In what may be the first lawsuit of its kind in the country, the family of a 14-year-old Amherst girl is claiming her diabetes is linked to high fructose corn syrup.
The family is suing six manufacturers of high fructose corn syrup in U.S. District Court in Buffalo and seeking $5 million in damages.
The suit, filed earlier this week, claims the girl was never warned about the risks of high fructose corn syrup, a common ingredient in many foods, despite a well-documented link with diabetes.
“They know this stuff has adverse consequences,” J. Michael Hayes, a lawyer for the family, said of the manufacturers. “And if there’s harm associated with it, you should get a warning.”
Hayes thinks that high fructose corn syrup could become the next big product liability target and that “solid science” supports his claim of a link to diabetes.
The suit follows the release late last year of a University of Southern California study that found a greater rate of diabetes in countries with a high level of fructose corn syrup in their food.
The young girl’s suit prompted a strong response from the trade association representing corn syrup makers. The group claims the suit is filled with false and unsubstantiated claims, and indicated its members will vigorously fight the allegations.
“The plaintiff is seeking to profit by making claims that are contradicted by solid, credible research,” John Bode, president of the Corn Refiners Association, said in a statement. “This lawsuit will confuse consumers and mislead them about how to make the right choices for a healthy diet.”
Corn syrup makers maintain their product is safe and no different, when it comes to health risks, than common sweeteners such as sugar and honey.
The suit does not identify the family or girl suing the manufacturers but says she was diagnosed with type 2 diabetes when she was 12.

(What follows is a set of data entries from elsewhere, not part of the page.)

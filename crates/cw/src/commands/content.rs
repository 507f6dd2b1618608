//! `cw show`, `cw render`, `cw set` and `cw reset` command implementations.

use std::io::{self, Write};
use std::path::PathBuf;

use clap::Args;
use cw_content::{ContentDocument, Field, FieldUpdate, SectionId};
use cw_site::{ContentStore, EditorSession};
use serde_json::Value;

use super::StoreArgs;
use crate::error::CliError;
use crate::output::Output;

/// Arguments for the show command.
#[derive(Args)]
pub(crate) struct ShowArgs {
    #[command(flatten)]
    store: StoreArgs,

    /// Print only this field (camelCase name, e.g. `heroTitle`).
    #[arg(short, long)]
    field: Option<Field>,
}

impl ShowArgs {
    /// Execute the show command.
    pub(crate) fn execute(self) -> Result<(), CliError> {
        let (_, store) = self.store.open_store()?;
        let json = show(store.document(), self.field)?;
        writeln!(io::stdout(), "{json}")?;
        Ok(())
    }
}

/// Arguments for the render command.
#[derive(Args)]
pub(crate) struct RenderArgs {
    #[command(flatten)]
    store: StoreArgs,

    /// Mark this section as the one being edited.
    #[arg(short, long)]
    section: Option<SectionId>,

    /// Write HTML to this file instead of stdout.
    #[arg(short, long)]
    output: Option<PathBuf>,
}

impl RenderArgs {
    /// Execute the render command.
    pub(crate) fn execute(self) -> Result<(), CliError> {
        let (config, store) = self.store.open_store()?;
        let session = EditorSession::open(store, config.site.college_name.clone());
        let html = cw_renderer::render(session.document(), self.section);

        match self.output {
            Some(path) => {
                std::fs::write(&path, html)?;
                Output::new().success(&format!("Wrote {}", path.display()));
            }
            None => writeln!(io::stdout(), "{html}")?,
        }
        Ok(())
    }
}

/// Arguments for the set command.
#[derive(Args)]
pub(crate) struct SetArgs {
    #[command(flatten)]
    store: StoreArgs,

    /// Field to replace (camelCase name, e.g. `heroTitle`).
    field: Field,

    /// New value as JSON. Text that is not valid JSON is taken as a string.
    value: String,
}

impl SetArgs {
    /// Execute the set command.
    pub(crate) fn execute(self) -> Result<(), CliError> {
        let (_, mut store) = self.store.open_store()?;
        set(&mut store, self.field, &self.value)?;
        Output::new().success(&format!("Updated {}", self.field));
        Ok(())
    }
}

/// Arguments for the reset command.
#[derive(Args)]
pub(crate) struct ResetArgs {
    #[command(flatten)]
    store: StoreArgs,
}

impl ResetArgs {
    /// Execute the reset command.
    pub(crate) fn execute(self) -> Result<(), CliError> {
        let (_, mut store) = self.store.open_store()?;
        store.clear()?;
        Output::new().success("Content restored to defaults");
        Ok(())
    }
}

/// Pretty JSON for the whole document or one field of it.
fn show(doc: &ContentDocument, field: Option<Field>) -> Result<String, CliError> {
    let json = match field {
        Some(field) => serde_json::to_string_pretty(&doc.field_value(field))?,
        None => serde_json::to_string_pretty(doc)?,
    };
    Ok(json)
}

/// Parse a command-line value, falling back to a plain string.
fn parse_value(raw: &str) -> Value {
    serde_json::from_str(raw).unwrap_or_else(|_| Value::String(raw.to_owned()))
}

/// Replace `field` and write the document.
///
/// A value that parses as non-string JSON but does not fit the field is
/// retried as the literal text, so `set hero-title 2025` stores "2025".
fn set(store: &mut ContentStore, field: Field, raw: &str) -> Result<(), CliError> {
    let value = parse_value(raw);
    let update = match FieldUpdate::for_field(field, value.clone()) {
        Ok(update) => update,
        Err(_) if !value.is_string() => {
            FieldUpdate::for_field(field, Value::String(raw.to_owned()))?
        }
        Err(e) => return Err(e.into()),
    };
    store.apply_transient(update);
    store.save()?;
    Ok(())
}

#[cfg(test)]
mod tests {
    use std::sync::Arc;

    use cw_site::DEFAULT_KEY;
    use cw_storage::{KeyValueStore, MemoryStore, StorageErrorKind};
    use pretty_assertions::assert_eq;
    use serde_json::json;

    use super::*;

    fn store_with(memory: &Arc<MemoryStore>) -> ContentStore {
        let mut store = ContentStore::new(Arc::clone(memory) as Arc<dyn KeyValueStore>, DEFAULT_KEY);
        store.load();
        store
    }

    #[test]
    fn test_parse_value_json() {
        assert_eq!(parse_value(r#"{"a": 1}"#), json!({"a": 1}));
        assert_eq!(parse_value(r#""quoted""#), json!("quoted"));
    }

    #[test]
    fn test_parse_value_bare_text() {
        assert_eq!(parse_value("Welcome to Campus"), json!("Welcome to Campus"));
    }

    #[test]
    fn test_show_single_field() {
        let doc = ContentDocument::default();

        let json = show(&doc, Some(Field::Tagline)).unwrap();

        assert_eq!(json, "\"Excellence in Education\"");
    }

    #[test]
    fn test_show_document_is_camel_case() {
        let doc = ContentDocument::default();

        let json = show(&doc, None).unwrap();

        assert!(json.contains("\"collegeName\""));
        assert!(json.contains("\"footerData\""));
    }

    #[test]
    fn test_set_persists() {
        let memory = Arc::new(MemoryStore::new());
        let mut store = store_with(&memory);

        set(&mut store, Field::HeroTitle, "Welcome").unwrap();

        let reloaded = store_with(&memory);
        assert_eq!(reloaded.document().hero_title, "Welcome");
        assert_eq!(memory.writes(), 1);
    }

    #[test]
    fn test_set_numeric_text_field() {
        let memory = Arc::new(MemoryStore::new());
        let mut store = store_with(&memory);

        set(&mut store, Field::HeroTitle, "2025").unwrap();
        set(&mut store, Field::Tagline, "true").unwrap();

        let reloaded = store_with(&memory);
        assert_eq!(reloaded.document().hero_title, "2025");
        assert_eq!(reloaded.document().tagline, "true");
    }

    #[test]
    fn test_set_rejects_wrong_shape() {
        let memory = Arc::new(MemoryStore::new());
        let mut store = store_with(&memory);

        let result = set(&mut store, Field::Departments, "not a list");

        assert!(matches!(result, Err(CliError::Content(_))));
        assert_eq!(memory.writes(), 0);
    }

    #[test]
    fn test_set_reports_storage_failure() {
        let memory =
            Arc::new(MemoryStore::new().with_write_failure(StorageErrorKind::QuotaExceeded));
        let mut store = store_with(&memory);

        let result = set(&mut store, Field::CollegeName, "Riverside");

        assert!(matches!(result, Err(CliError::Store(_))));
    }
}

“We’re sort of ahead of the game,” Hayes said of the suit. “But there’s a definite connection between high fructose corn syrup and diabetes. This is not a frivolous, shoot-from-the-hip kind of thing.”
The suit comes at a time when the debate over sweeteners and their role in the nation’s health is escalating.
The Southern California study, released last November, helped fuel that debate by claiming type 2 diabetes occurred 20 percent more often in countries where high fructose corn syrup was commonly used as compared with countries where it was used rarely, if ever.
The study stopped well short, however, of suggesting that high fructose corn syrup was the only dietary factor in individuals getting diabetes.
“The members of the CRA stand by the safety of their ingredient,” Bode, head of the Corn Refiners, said in his statement, “and will vigorously defend themselves against the false allegations made in this lawsuit.”
The manufacturers named as defendants are Archer-Daniels-Midland Co., Cargill Inc., Ingredion Inc., Penford Products Co., Tate & Lyle Ingredients Americas and Roquette America Inc.
Hayes’ suit also came on the heels of another legal battle, this one in Los Angeles, between corn syrup manufacturers and the makers of natural sugar.
Sugar farmers claim there are vast differences between sugar and corn syrup and, in their suit, accuse syrup makers of trying to hide the health effects of their product through false advertising.
Their suit specifically mentions diabetes and obesity, a condition that affects one out of every three adults and about 17 percent of all children in the U.S.
In a related development, the American Medical Association decided this week that obesity should be classified as a disease, an action that means 90 million Americans, adults and children, have a medical condition requiring treatment.